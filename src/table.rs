use std::io;
use std::sync::mpsc::Sender;
use std::sync::{Arc, Condvar, Mutex, PoisonError};
use std::thread::{self, JoinHandle};
use std::time::{Duration, Instant};

use log::{error, info};

use crate::config::Config;
use crate::error::{ConfigError, ForkError, SimulationError};
use crate::fork::{Fork, ForkState};
use crate::gate::StartGate;
use crate::philosopher::{Event, Philosopher, PhilosopherState};

/// ある瞬間のテーブルの様子 (コピー)
///
/// 複数のフィールドを順番に読むだけなので、遷移の途中を跨いだ不整合な値が見えることもある。
#[derive(Debug, Clone, PartialEq, Eq)]
pub struct TableSnapshot {
    pub philosophers: Vec<PhilosopherState>,
    pub forks: Vec<ForkState>,
}

impl TableSnapshot {
    /// 全員の残り予算の合計
    pub fn remaining(&self) -> usize {
        self.philosophers.iter().map(|p| p.remaining).sum()
    }

    pub fn eating(&self) -> usize {
        self.philosophers.iter().filter(|p| p.eating).count()
    }

    pub fn is_finished(&self) -> bool {
        self.remaining() == 0
    }
}

/// 観測者用の読み取り専用ハンドル
#[derive(Clone)]
pub struct TableView {
    philosophers: Vec<Arc<Philosopher>>,
    forks: Vec<Arc<Fork>>,
}

impl TableView {
    pub fn snapshot(&self) -> TableSnapshot {
        TableSnapshot {
            philosophers: self.philosophers.iter().map(|p| p.state()).collect(),
            forks: self.forks.iter().map(|f| f.state()).collect(),
        }
    }
}

/// 終了したスレッドを数える
struct Latch {
    running: Mutex<usize>,
    cond: Condvar,
}

impl Latch {
    fn new(n: usize) -> Self {
        Latch {
            running: Mutex::new(n),
            cond: Condvar::new(),
        }
    }

    fn count_down(&self) {
        let mut running = self.running.lock().unwrap_or_else(PoisonError::into_inner);
        *running -= 1;
        if *running == 0 {
            self.cond.notify_all();
        }
    }

    fn wait_timeout(&self, dur: Duration) -> bool {
        let running = self.running.lock().unwrap_or_else(PoisonError::into_inner);
        let (running, _) = self
            .cond
            .wait_timeout_while(running, dur, |n| *n > 0)
            .unwrap_or_else(PoisonError::into_inner);
        *running == 0
    }
}

// panic した場合も drop で数を減らす
struct LatchGuard(Arc<Latch>);

impl Drop for LatchGuard {
    fn drop(&mut self) {
        self.0.count_down();
    }
}

type Handle = JoinHandle<Result<(), ForkError>>;
type Job = Box<dyn FnOnce() -> Result<(), ForkError> + Send>;

/// 全員が食べ終わった後の結果
#[derive(Debug, Clone, PartialEq, Eq)]
pub struct Summary {
    pub meals: Vec<usize>,
    pub elapsed: Duration,
}

/// フォークと哲学者を環状に並べたテーブル
///
/// 哲学者 i の左は フォーク i、右は フォーク (i + 1) % n。
pub struct Table {
    config: Config,
    gate: Arc<StartGate>,
    view: TableView,
}

impl Table {
    pub fn new(config: &Config) -> Result<Self, ConfigError> {
        Self::build(config, None)
    }

    /// 各哲学者のイベントを tx に流す
    pub fn with_journal(config: &Config, tx: Sender<Event>) -> Result<Self, ConfigError> {
        Self::build(config, Some(tx))
    }

    fn build(config: &Config, tx: Option<Sender<Event>>) -> Result<Self, ConfigError> {
        config.validate()?;

        let n = config.philosophers;
        let gate = Arc::new(StartGate::new());
        let forks: Vec<Arc<Fork>> = (0..n).map(|i| Arc::new(Fork::new(i))).collect();

        let philosophers = (0..n)
            .map(|i| {
                let left = forks[i].clone();
                let right = forks[(i + 1) % n].clone();
                let p = Philosopher::new(i, left, right, gate.clone(), config);
                match &tx {
                    Some(tx) => Arc::new(p.with_journal(tx.clone())),
                    None => Arc::new(p),
                }
            })
            .collect();

        Ok(Table {
            config: config.clone(),
            gate,
            view: TableView {
                philosophers,
                forks,
            },
        })
    }

    pub fn view(&self) -> TableView {
        self.view.clone()
    }

    pub fn snapshot(&self) -> TableSnapshot {
        self.view.snapshot()
    }

    /// ゲートを開けてから全員のスレッドを起動する
    pub fn start(self) -> Result<RunningTable, SimulationError> {
        self.start_with(|name, job| thread::Builder::new().name(name).spawn(job))
    }

    // 途中で起動に失敗したら、起動済みのスレッドを待ってからエラーを返す
    fn start_with<S>(self, mut spawn: S) -> Result<RunningTable, SimulationError>
    where
        S: FnMut(String, Job) -> io::Result<Handle>,
    {
        info!(
            "{} philosophers sit down, {} meals each, policy {}",
            self.config.philosophers, self.config.meals, self.config.policy
        );

        // 全員が同じゲートを共有しているので、1回開ければ全員が進める
        self.gate.signal();

        let latch = Arc::new(Latch::new(self.view.philosophers.len()));
        let started = Instant::now();
        let mut handles = Vec::new();

        for p in &self.view.philosophers {
            let p0 = p.clone();
            let guard = LatchGuard(latch.clone());
            let job: Job = Box::new(move || {
                let _guard = guard;
                p0.run()
            });

            match spawn(format!("philosopher-{}", p.index()), job) {
                Ok(t) => handles.push(t),
                Err(e) => {
                    error!(
                        "cannot start philosopher {}: {}, waiting for {} started",
                        p.index(),
                        e,
                        handles.len()
                    );
                    // 環が欠けているので、起動済みの哲学者は必ず食べ終わる
                    for t in handles {
                        let _ = t.join();
                    }
                    return Err(SimulationError::Spawn(e));
                }
            }
        }

        Ok(RunningTable {
            view: self.view,
            handles,
            latch,
            started,
        })
    }

    pub fn run(self) -> Result<Summary, SimulationError> {
        self.start()?.join()
    }
}

/// スレッド起動後のテーブル
pub struct RunningTable {
    view: TableView,
    handles: Vec<Handle>,
    latch: Arc<Latch>,
    started: Instant,
}

impl RunningTable {
    pub fn view(&self) -> TableView {
        self.view.clone()
    }

    pub fn snapshot(&self) -> TableSnapshot {
        self.view.snapshot()
    }

    /// dur 以内に全員が終われば true。デッドロックしていれば false
    pub fn wait_timeout(&self, dur: Duration) -> bool {
        self.latch.wait_timeout(dur)
    }

    /// 全員のスレッドを待つ。デッドロックしている場合は返らない
    pub fn join(self) -> Result<Summary, SimulationError> {
        let mut first_err = None;

        for (i, t) in self.handles.into_iter().enumerate() {
            let err = match t.join() {
                Ok(Ok(())) => continue,
                Ok(Err(e)) => SimulationError::Fork(e),
                Err(_) => SimulationError::Panicked { index: i },
            };
            error!("philosopher {} failed: {}", i, err);
            first_err.get_or_insert(err);
        }

        if let Some(e) = first_err {
            return Err(e);
        }

        let summary = Summary {
            meals: self.view.philosophers.iter().map(|p| p.meals()).collect(),
            elapsed: self.started.elapsed(),
        };
        info!(
            "everyone finished: {} meals in {:?}",
            summary.meals.iter().sum::<usize>(),
            summary.elapsed
        );
        Ok(summary)
    }
}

+ + + + + + +

_What you need to do_
Which lines of the listing contain the string "left"? Copy each of them.

_Response_
                let left = forks[i].clone();
                let p = Philosopher::new(i, left, right, gate.clone(), config);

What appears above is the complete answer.